Two races, properly periodised. The half in December 2026 — 4:13/km for 21.1km. The marathon in October 2027 — 4:15/km for 42.2km. Built for someone who has been here before, ready to chase it again, and who needs to keep the ego off the easy days.
How to read the runs
Easy
Conversational pace. Talk in full sentences. Likely 5:30–6:00/km when you're fit, 5:00–5:15/km when properly trained. The talk test rules — pace doesn't.
Steady
Sub-threshold. Broken sentences, clearly working but controlled. ~4:35–4:45/km. Below the level where lactate climbs.
Threshold
Few words at a time. Genuinely hard but sustainable. ~4:20–4:25/km. Building the engine to handle race pace later.
HM pace
4:13/km — the actual sub-90 race pace.
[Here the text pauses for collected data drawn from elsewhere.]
//! Serialized turn queue
//!
//! Every submitted task gets one exclusive turn. Tasks run one at a time in
//! submission order on a single worker, and a failing task only fails its own
//! handle.

use crate::{RagMemoryError, Result};
use futures::future::BoxFuture;
use std::future::Future;
use std::pin::Pin;
use std::sync::atomic::{AtomicBool, AtomicU64, Ordering};
use std::sync::Arc;
use std::task::{Context, Poll};
use tokio::sync::{mpsc, oneshot, watch};
use tracing::{debug, warn};

type Task = Box<dyn FnOnce() -> BoxFuture<'static, Result<()>> + Send>;

struct Turn {
    id: u64,
    task: Task,
    done: oneshot::Sender<Result<()>>,
}

/// Resolves once the submitted task has finished, yielding the task's own result
#[derive(Debug)]
pub struct TurnHandle {
    id: u64,
    rx: oneshot::Receiver<Result<()>>,
}

impl TurnHandle {
    /// Submission sequence number of this turn
    pub fn id(&self) -> u64 {
        self.id
    }
}

impl Future for TurnHandle {
    type Output = Result<()>;

    fn poll(mut self: Pin<&mut Self>, cx: &mut Context<'_>) -> Poll<Self::Output> {
        Pin::new(&mut self.rx)
            .poll(cx)
            .map(|received| received.unwrap_or(Err(RagMemoryError::QueueClosed)))
    }
}

/// FIFO mutual-exclusion work queue.
///
/// Must be created inside a Tokio runtime: construction spawns the worker.
#[derive(Debug)]
pub struct TurnQueue {
    tx: mpsc::UnboundedSender<Turn>,
    /// Tasks queued or running
    pending: Arc<watch::Sender<usize>>,
    running: Arc<AtomicBool>,
    closed: AtomicBool,
    next_id: AtomicU64,
    capacity: Option<usize>,
}

impl TurnQueue {
    /// Unbounded queue
    pub fn new() -> Self {
        Self::build(None)
    }

    /// Queue that rejects submissions once `capacity` tasks are pending
    pub fn with_capacity(capacity: usize) -> Result<Self> {
        if capacity == 0 {
            return Err(RagMemoryError::InvalidConfig(
                "turn queue capacity must be at least 1".to_string(),
            ));
        }
        Ok(Self::build(Some(capacity)))
    }

    fn build(capacity: Option<usize>) -> Self {
        let (tx, rx) = mpsc::unbounded_channel();
        let (pending, _) = watch::channel(0usize);
        let pending = Arc::new(pending);
        let running = Arc::new(AtomicBool::new(false));

        tokio::spawn(run_worker(rx, pending.clone(), running.clone()));

        Self {
            tx,
            pending,
            running,
            closed: AtomicBool::new(false),
            next_id: AtomicU64::new(0),
            capacity,
        }
    }

    /// Queue `task` behind all previously submitted work.
    ///
    /// Never waits for the turn itself; await the returned handle for that.
    pub fn submit<F, Fut>(&self, task: F) -> Result<TurnHandle>
    where
        F: FnOnce() -> Fut + Send + 'static,
        Fut: Future<Output = Result<()>> + Send + 'static,
    {
        if self.closed.load(Ordering::SeqCst) {
            return Err(RagMemoryError::QueueClosed);
        }

        self.reserve_slot()?;

        let id = self.next_id.fetch_add(1, Ordering::SeqCst);
        let (done, rx) = oneshot::channel();
        let turn = Turn {
            id,
            task: Box::new(move || -> BoxFuture<'static, Result<()>> { Box::pin(task()) }),
            done,
        };

        if self.tx.send(turn).is_err() {
            self.pending.send_modify(|n| *n = n.saturating_sub(1));
            return Err(RagMemoryError::QueueClosed);
        }

        debug!("Queued turn {} ({} pending)", id, self.pending());
        Ok(TurnHandle { id, rx })
    }

    fn reserve_slot(&self) -> Result<()> {
        let capacity = self.capacity;
        let reserved = self.pending.send_if_modified(|n| match capacity {
            Some(capacity) if *n >= capacity => false,
            _ => {
                *n += 1;
                true
            }
        });
        match (reserved, capacity) {
            (false, Some(capacity)) => Err(RagMemoryError::QueueFull { capacity }),
            _ => Ok(()),
        }
    }

    /// Tasks queued or running
    pub fn pending(&self) -> usize {
        *self.pending.borrow()
    }

    /// Suspend until no task is queued or running
    pub async fn wait_idle(&self) {
        let mut rx = self.pending.subscribe();
        // The sender lives in `self`, so the channel cannot close while we wait.
        let _ = rx.wait_for(|n| *n == 0).await;
    }

    /// Whether a task body is executing right now
    pub fn is_running(&self) -> bool {
        self.running.load(Ordering::SeqCst)
    }

    /// Stop accepting new work. Already queued tasks still run.
    pub fn close(&self) {
        self.closed.store(true, Ordering::SeqCst);
    }

    pub fn is_closed(&self) -> bool {
        self.closed.load(Ordering::SeqCst)
    }
}

impl Default for TurnQueue {
    fn default() -> Self {
        Self::new()
    }
}

async fn run_worker(
    mut rx: mpsc::UnboundedReceiver<Turn>,
    pending: Arc<watch::Sender<usize>>,
    running: Arc<AtomicBool>,
) {
    while let Some(turn) = rx.recv().await {
        running.store(true, Ordering::SeqCst);

        // Run on its own task so a panic is contained to this turn.
        let outcome = match tokio::spawn((turn.task)()).await {
            Ok(result) => result,
            Err(e) => Err(RagMemoryError::TaskPanicked(e.to_string())),
        };

        running.store(false, Ordering::SeqCst);
        pending.send_modify(|n| *n = n.saturating_sub(1));

        if let Err(e) = &outcome {
            warn!("Turn {} failed: {}", turn.id, e);
        }
        // The submitter may have dropped its handle.
        let _ = turn.done.send(outcome);
    }
    debug!("Turn queue worker stopped");
}

#[cfg(test)]
mod tests {
    use super::*;
    use std::sync::atomic::AtomicUsize;
    use std::sync::Mutex;
    use std::time::Duration;

    #[tokio::test]
    async fn test_fifo_order() {
        let queue = TurnQueue::new();
        let order = Arc::new(Mutex::new(Vec::new()));

        let mut handles = Vec::new();
        for i in 0..10u64 {
            let order = order.clone();
            handles.push(
                queue
                    .submit(move || async move {
                        // Later tasks finish faster if run concurrently
                        tokio::time::sleep(Duration::from_millis(10 - i)).await;
                        order.lock().unwrap().push(i);
                        Ok(())
                    })
                    .unwrap(),
            );
        }
        for handle in handles {
            handle.await.unwrap();
        }

        assert_eq!(*order.lock().unwrap(), (0..10).collect::<Vec<_>>());
    }

    #[tokio::test]
    async fn test_tasks_never_overlap() {
        let queue = TurnQueue::new();
        let active = Arc::new(AtomicUsize::new(0));
        let max_seen = Arc::new(AtomicUsize::new(0));

        let mut handles = Vec::new();
        for _ in 0..8 {
            let active = active.clone();
            let max_seen = max_seen.clone();
            handles.push(
                queue
                    .submit(move || async move {
                        let now = active.fetch_add(1, Ordering::SeqCst) + 1;
                        max_seen.fetch_max(now, Ordering::SeqCst);
                        tokio::time::sleep(Duration::from_millis(2)).await;
                        active.fetch_sub(1, Ordering::SeqCst);
                        Ok(())
                    })
                    .unwrap(),
            );
        }
        for handle in handles {
            handle.await.unwrap();
        }

        assert_eq!(max_seen.load(Ordering::SeqCst), 1);
    }

    #[tokio::test]
    async fn test_failure_does_not_stall() {
        let queue = TurnQueue::new();
        let failing = queue
            .submit(|| async { Err(RagMemoryError::Completion("backend down".to_string())) })
            .unwrap();
        let ran = Arc::new(AtomicBool::new(false));
        let flag = ran.clone();
        let next = queue
            .submit(move || async move {
                flag.store(true, Ordering::SeqCst);
                Ok(())
            })
            .unwrap();

        assert!(matches!(failing.await, Err(RagMemoryError::Completion(_))));
        next.await.unwrap();
        assert!(ran.load(Ordering::SeqCst));
    }

    #[tokio::test]
    async fn test_panic_is_contained() {
        let queue = TurnQueue::new();
        let boom = queue
            .submit(|| async {
                if true {
                    panic!("boom");
                }
                Ok(())
            })
            .unwrap();
        let after = queue.submit(|| async { Ok(()) }).unwrap();

        assert!(matches!(boom.await, Err(RagMemoryError::TaskPanicked(_))));
        assert!(after.await.is_ok());
        assert_eq!(queue.pending(), 0);
    }

    #[tokio::test]
    async fn test_bounded_capacity() {
        let queue = TurnQueue::with_capacity(2).unwrap();
        let (release_tx, release_rx) = oneshot::channel::<()>();

        let first = queue
            .submit(move || async move {
                let _ = release_rx.await;
                Ok(())
            })
            .unwrap();
        let second = queue.submit(|| async { Ok(()) }).unwrap();

        assert!(matches!(
            queue.submit(|| async { Ok(()) }),
            Err(RagMemoryError::QueueFull { capacity: 2 })
        ));

        release_tx.send(()).unwrap();
        first.await.unwrap();
        second.await.unwrap();
        assert_eq!(queue.pending(), 0);
        assert!(queue.submit(|| async { Ok(()) }).is_ok());
    }

    #[tokio::test]
    async fn test_zero_capacity_rejected() {
        assert!(TurnQueue::with_capacity(0).is_err());
    }

    #[tokio::test]
    async fn test_close_rejects_but_drains() {
        let queue = TurnQueue::new();
        let queued = queue
            .submit(|| async {
                tokio::time::sleep(Duration::from_millis(5)).await;
                Ok(())
            })
            .unwrap();
        queue.close();

        assert!(queue.is_closed());
        assert!(matches!(
            queue.submit(|| async { Ok(()) }),
            Err(RagMemoryError::QueueClosed)
        ));
        assert!(queued.await.is_ok());
    }

    #[tokio::test]
    async fn test_wait_idle() {
        let queue = TurnQueue::new();
        queue.wait_idle().await;

        let done = Arc::new(AtomicBool::new(false));
        let flag = done.clone();
        let _handle = queue
            .submit(move || async move {
                tokio::time::sleep(Duration::from_millis(5)).await;
                flag.store(true, Ordering::SeqCst);
                Ok(())
            })
            .unwrap();

        assert_eq!(queue.pending(), 1);
        queue.wait_idle().await;
        assert!(done.load(Ordering::SeqCst));
        assert!(!queue.is_running());
    }

    #[tokio::test]
    async fn test_handle_ids_increase() {
        let queue = TurnQueue::new();
        let a = queue.submit(|| async { Ok(()) }).unwrap();
        let b = queue.submit(|| async { Ok(()) }).unwrap();
        assert!(b.id() > a.id());
        a.await.unwrap();
        b.await.unwrap();
    }
}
Phase 6 trains your body to hold this. In the marathon block, an HM-tune pace of 4:05–4:07/km shows up — sharper than HM goal pace, used to keep top-end alive while marathon training.
Marathon pace (MP)
4:15/km — sub-3 marathon race pace. Introduced in Phase 12. Always inside the band 4:13–4:18/km; never faster than 4:13. The long-run MP segments are the workouts that win the marathon.
Strides
20-second pickups at ~5K effort with full walking recovery. Done at the end of an easy run. Neuromuscular freshness, not fitness.
WU/CD
Warm-up / Cool-down. Easy jogging that bookends quality work.
Recovery week
Drop volume by ~30%. Adaptation happens here, not in the hard weeks. Don't skip them.
Pace ceilings
Every easy run has a ceiling — the fastest you're allowed to go. Slower than the ceiling = workout executed correctly. Faster = doing a different (worse) workout. No negotiation in the moment.